▶ **Required action**:
Could you report every line from the entries that includes the word "info"?
=== Begin Enclosure ===
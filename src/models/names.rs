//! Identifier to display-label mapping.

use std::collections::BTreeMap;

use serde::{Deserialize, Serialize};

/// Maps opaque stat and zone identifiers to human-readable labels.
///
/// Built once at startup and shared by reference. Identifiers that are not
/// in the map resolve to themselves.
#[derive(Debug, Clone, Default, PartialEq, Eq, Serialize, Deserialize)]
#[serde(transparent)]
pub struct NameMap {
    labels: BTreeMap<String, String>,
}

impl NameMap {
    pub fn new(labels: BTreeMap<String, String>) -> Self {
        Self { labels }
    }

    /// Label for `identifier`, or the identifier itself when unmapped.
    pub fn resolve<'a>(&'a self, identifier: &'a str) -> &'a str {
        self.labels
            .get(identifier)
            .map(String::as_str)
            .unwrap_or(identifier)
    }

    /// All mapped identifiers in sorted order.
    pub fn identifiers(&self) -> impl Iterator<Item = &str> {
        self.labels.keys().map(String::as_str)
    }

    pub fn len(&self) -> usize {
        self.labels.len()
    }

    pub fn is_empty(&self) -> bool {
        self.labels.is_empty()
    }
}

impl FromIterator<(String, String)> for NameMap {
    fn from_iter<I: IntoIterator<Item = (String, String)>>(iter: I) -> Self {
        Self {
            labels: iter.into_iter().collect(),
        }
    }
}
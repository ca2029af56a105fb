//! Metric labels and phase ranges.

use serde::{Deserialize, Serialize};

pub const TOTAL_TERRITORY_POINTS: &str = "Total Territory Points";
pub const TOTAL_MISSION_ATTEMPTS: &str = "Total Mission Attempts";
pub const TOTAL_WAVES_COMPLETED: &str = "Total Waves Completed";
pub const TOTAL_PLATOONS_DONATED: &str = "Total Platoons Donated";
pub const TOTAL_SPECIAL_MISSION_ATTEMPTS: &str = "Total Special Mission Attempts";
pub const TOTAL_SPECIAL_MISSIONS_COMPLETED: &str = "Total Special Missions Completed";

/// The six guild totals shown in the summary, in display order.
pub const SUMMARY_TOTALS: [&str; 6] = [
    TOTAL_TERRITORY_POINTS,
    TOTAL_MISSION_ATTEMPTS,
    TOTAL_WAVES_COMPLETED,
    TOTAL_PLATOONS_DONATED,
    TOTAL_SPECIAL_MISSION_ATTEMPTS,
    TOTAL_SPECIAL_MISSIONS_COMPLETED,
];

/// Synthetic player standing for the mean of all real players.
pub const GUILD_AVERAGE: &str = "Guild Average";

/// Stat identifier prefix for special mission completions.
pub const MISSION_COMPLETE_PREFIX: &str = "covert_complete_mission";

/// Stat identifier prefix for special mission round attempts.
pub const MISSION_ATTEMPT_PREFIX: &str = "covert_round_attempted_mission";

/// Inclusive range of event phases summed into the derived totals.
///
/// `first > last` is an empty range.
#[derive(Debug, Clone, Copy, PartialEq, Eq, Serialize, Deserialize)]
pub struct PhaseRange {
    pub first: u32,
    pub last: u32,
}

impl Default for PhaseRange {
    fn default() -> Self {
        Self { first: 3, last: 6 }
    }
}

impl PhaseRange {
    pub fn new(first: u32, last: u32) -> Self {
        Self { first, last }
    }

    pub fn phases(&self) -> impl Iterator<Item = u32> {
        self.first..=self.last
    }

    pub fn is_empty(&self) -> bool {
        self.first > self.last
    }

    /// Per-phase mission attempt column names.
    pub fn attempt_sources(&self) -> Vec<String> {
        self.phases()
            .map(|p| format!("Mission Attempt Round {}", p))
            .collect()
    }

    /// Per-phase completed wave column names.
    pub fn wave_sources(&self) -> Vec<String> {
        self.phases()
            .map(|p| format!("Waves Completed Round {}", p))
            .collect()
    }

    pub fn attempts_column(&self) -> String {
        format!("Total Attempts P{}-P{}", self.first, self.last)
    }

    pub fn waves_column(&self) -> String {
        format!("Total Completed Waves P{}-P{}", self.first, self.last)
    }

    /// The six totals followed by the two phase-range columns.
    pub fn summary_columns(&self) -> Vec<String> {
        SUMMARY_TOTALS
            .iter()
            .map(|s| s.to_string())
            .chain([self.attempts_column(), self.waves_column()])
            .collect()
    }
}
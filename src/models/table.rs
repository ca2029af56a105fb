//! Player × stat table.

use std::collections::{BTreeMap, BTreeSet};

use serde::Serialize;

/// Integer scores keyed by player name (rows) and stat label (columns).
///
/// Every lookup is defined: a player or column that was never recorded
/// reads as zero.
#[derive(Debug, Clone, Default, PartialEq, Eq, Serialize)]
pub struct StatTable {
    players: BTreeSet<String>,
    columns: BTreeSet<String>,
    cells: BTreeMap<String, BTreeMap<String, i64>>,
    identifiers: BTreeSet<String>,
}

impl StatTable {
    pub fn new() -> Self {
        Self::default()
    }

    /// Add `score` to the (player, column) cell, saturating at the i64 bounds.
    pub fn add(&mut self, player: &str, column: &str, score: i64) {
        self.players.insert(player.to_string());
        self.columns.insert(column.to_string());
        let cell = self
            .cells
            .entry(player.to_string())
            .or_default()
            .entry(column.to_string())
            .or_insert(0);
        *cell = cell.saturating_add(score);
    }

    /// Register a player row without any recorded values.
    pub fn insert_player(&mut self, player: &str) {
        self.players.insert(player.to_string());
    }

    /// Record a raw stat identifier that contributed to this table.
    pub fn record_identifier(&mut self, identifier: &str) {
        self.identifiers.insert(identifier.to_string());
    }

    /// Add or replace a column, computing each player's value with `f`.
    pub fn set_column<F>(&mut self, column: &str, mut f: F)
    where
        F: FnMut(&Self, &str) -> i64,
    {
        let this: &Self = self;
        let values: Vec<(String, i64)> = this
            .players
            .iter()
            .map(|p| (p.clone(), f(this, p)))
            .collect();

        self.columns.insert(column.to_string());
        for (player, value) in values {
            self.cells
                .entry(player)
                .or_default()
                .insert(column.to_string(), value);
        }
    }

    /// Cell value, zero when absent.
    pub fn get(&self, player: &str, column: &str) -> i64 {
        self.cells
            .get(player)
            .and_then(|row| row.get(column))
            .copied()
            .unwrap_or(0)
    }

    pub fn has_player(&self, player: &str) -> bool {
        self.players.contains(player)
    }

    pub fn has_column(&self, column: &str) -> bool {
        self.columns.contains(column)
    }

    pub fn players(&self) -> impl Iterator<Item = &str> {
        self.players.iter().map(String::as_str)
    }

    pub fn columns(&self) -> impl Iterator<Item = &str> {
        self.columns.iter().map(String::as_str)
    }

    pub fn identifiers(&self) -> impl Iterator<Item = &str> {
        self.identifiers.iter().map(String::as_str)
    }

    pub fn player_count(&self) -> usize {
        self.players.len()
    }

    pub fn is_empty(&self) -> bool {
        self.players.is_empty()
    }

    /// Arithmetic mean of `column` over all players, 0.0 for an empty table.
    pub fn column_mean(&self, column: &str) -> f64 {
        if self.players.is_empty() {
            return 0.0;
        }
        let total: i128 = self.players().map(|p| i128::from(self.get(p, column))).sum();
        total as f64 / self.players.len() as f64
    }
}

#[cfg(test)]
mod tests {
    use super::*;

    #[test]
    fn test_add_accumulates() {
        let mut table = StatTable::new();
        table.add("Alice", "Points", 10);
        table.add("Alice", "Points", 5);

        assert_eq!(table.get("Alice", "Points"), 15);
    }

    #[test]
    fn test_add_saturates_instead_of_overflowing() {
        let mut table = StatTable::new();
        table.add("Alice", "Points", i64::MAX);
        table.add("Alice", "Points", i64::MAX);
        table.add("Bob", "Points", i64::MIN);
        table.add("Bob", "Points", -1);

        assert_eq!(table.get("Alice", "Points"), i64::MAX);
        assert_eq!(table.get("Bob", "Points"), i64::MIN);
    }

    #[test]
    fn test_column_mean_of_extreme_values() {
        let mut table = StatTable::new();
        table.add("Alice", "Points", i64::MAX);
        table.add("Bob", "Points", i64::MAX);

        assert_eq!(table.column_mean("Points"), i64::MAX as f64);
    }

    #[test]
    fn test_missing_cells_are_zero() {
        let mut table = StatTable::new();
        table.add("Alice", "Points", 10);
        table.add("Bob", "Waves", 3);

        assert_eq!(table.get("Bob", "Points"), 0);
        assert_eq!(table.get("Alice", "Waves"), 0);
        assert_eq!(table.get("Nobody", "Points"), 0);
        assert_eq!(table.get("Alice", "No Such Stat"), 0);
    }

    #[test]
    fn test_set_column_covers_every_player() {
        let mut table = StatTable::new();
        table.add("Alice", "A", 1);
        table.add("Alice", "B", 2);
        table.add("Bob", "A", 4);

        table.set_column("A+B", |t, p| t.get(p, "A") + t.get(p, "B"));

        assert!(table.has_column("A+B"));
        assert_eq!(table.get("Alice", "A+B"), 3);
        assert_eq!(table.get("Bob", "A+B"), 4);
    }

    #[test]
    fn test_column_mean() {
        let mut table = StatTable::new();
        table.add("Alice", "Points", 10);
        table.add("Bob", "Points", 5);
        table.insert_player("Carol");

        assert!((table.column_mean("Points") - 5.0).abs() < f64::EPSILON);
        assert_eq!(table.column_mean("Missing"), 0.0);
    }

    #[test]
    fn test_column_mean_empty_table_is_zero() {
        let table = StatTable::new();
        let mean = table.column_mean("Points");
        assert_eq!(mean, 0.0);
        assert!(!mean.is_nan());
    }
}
=== End Enclosure ===
=== Begin Enclosure ===
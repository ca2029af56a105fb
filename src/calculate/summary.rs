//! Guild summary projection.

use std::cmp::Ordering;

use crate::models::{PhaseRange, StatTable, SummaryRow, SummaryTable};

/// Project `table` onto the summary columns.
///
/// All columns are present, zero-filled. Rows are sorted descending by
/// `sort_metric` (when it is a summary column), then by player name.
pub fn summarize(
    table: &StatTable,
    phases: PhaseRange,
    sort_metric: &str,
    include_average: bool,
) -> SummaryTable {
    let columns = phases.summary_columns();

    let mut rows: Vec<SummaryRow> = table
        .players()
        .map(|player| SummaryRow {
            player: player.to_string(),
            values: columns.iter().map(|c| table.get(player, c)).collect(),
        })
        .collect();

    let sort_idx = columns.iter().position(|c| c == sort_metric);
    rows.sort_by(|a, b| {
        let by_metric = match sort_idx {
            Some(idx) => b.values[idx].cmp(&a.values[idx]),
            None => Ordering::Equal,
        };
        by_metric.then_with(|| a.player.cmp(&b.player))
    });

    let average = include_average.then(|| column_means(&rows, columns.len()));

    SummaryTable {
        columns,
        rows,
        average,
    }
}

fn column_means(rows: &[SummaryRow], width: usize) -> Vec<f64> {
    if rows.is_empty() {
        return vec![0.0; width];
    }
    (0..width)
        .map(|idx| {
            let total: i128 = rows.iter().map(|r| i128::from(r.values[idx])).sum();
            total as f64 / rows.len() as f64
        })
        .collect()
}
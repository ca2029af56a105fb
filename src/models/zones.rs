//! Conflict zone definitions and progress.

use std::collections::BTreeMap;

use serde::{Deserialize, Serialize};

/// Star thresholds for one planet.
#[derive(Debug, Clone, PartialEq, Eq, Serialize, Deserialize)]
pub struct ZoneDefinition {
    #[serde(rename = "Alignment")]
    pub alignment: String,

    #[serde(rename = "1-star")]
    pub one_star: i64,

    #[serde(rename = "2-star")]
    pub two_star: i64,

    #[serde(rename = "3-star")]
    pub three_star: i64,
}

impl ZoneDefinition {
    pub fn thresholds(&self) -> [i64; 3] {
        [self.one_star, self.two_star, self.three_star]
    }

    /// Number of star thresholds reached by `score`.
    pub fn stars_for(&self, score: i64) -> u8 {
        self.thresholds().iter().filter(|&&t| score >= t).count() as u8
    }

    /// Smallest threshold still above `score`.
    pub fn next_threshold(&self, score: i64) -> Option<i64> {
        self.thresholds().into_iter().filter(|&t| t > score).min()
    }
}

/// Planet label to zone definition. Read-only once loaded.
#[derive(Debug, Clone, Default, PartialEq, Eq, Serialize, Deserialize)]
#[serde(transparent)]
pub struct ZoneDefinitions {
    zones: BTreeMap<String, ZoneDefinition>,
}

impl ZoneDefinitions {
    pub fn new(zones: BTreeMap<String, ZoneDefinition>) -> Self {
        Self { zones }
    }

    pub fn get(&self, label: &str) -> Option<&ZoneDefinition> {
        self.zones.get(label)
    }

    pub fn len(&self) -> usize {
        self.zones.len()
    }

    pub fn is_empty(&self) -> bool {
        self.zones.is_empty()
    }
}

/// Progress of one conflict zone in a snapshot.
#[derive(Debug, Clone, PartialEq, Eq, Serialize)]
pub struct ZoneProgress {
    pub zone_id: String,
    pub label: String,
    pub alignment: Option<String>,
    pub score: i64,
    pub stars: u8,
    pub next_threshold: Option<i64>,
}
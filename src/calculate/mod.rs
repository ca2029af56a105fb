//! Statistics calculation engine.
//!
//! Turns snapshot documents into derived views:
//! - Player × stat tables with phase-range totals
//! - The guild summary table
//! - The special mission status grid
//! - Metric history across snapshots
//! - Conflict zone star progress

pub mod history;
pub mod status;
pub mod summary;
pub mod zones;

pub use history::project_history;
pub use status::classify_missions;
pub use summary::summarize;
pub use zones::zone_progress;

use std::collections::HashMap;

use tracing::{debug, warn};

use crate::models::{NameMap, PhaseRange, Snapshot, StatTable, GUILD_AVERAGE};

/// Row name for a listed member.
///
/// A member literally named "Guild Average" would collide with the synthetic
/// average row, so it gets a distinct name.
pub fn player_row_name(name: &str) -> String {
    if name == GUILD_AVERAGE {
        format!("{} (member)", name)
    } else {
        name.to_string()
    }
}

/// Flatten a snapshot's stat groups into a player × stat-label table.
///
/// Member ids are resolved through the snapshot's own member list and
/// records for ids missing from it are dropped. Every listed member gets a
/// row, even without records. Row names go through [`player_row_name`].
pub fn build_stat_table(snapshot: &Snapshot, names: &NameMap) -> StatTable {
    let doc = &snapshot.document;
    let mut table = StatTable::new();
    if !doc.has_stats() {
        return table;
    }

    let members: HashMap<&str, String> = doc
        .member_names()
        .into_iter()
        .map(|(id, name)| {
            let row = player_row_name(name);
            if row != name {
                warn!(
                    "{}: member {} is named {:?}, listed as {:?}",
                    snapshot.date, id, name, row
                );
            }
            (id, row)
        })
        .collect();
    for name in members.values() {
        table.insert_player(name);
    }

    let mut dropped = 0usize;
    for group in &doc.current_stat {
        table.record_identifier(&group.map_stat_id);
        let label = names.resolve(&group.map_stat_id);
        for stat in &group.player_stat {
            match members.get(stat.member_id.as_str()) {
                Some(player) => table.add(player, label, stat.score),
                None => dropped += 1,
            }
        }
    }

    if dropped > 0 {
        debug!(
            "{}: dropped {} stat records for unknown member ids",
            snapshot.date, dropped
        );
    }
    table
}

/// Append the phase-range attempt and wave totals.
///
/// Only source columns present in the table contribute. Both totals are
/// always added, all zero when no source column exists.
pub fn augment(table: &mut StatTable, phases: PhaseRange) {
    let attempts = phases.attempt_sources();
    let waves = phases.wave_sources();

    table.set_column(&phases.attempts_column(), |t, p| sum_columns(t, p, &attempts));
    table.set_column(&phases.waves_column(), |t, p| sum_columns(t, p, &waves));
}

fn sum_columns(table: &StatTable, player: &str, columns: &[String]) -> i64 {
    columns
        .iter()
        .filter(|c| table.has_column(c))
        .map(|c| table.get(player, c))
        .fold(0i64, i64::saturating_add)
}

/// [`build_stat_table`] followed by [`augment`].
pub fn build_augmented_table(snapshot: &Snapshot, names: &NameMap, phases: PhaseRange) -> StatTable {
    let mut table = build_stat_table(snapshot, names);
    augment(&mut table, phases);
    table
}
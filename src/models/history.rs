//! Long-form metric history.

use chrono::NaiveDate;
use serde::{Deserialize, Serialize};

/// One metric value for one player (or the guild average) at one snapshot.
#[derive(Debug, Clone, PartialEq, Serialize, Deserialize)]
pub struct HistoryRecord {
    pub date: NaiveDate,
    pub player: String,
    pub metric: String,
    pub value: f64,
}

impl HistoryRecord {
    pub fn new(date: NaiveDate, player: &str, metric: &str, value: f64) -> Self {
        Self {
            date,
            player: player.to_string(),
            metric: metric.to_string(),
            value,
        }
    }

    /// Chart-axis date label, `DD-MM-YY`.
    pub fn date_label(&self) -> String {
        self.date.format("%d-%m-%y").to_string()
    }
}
=== End Enclosure ===
=== Begin Enclosure ===
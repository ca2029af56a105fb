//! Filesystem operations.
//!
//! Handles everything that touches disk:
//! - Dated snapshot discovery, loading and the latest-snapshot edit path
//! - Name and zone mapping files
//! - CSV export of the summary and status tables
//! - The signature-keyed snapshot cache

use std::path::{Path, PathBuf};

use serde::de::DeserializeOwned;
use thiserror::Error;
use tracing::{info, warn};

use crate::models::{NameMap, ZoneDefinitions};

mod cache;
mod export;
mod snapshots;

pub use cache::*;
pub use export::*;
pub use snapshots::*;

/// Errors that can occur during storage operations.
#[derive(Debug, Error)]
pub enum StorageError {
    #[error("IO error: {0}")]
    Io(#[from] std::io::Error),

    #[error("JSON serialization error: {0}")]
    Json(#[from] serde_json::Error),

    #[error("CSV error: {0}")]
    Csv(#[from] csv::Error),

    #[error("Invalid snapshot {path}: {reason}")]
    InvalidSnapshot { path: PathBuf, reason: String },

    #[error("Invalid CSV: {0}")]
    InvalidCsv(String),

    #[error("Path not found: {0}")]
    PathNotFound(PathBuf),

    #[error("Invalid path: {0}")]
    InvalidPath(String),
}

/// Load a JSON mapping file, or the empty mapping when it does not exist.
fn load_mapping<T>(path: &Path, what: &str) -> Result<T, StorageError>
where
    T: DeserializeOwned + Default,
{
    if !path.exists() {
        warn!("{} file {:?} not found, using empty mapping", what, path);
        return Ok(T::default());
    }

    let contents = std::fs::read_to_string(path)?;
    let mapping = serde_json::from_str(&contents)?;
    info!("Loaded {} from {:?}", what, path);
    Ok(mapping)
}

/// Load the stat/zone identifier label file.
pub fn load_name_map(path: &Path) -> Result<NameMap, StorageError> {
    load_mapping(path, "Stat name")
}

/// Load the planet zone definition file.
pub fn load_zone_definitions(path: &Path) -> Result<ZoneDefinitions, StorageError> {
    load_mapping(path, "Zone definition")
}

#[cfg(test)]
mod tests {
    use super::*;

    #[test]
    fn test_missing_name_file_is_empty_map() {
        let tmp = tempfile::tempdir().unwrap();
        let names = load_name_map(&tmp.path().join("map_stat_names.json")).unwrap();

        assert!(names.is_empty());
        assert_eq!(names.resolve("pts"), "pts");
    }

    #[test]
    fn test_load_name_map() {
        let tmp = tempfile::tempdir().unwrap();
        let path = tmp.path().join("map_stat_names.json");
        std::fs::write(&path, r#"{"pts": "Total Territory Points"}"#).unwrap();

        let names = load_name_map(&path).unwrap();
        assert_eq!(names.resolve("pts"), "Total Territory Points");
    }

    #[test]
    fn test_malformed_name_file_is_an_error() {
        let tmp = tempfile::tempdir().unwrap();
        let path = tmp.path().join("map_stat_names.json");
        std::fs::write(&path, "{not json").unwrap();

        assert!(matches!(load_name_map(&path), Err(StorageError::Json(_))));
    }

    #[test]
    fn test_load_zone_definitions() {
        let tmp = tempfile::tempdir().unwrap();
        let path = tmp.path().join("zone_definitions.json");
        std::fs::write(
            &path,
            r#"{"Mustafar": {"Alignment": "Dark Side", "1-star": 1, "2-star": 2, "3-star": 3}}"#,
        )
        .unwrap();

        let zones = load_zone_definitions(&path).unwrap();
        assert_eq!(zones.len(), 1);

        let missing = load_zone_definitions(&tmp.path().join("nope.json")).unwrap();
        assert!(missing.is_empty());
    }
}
=== End Enclosure ===
▶ **Solution**:
use tracing::{info, warn};
    info!("Loaded {} from {:?}", what, path);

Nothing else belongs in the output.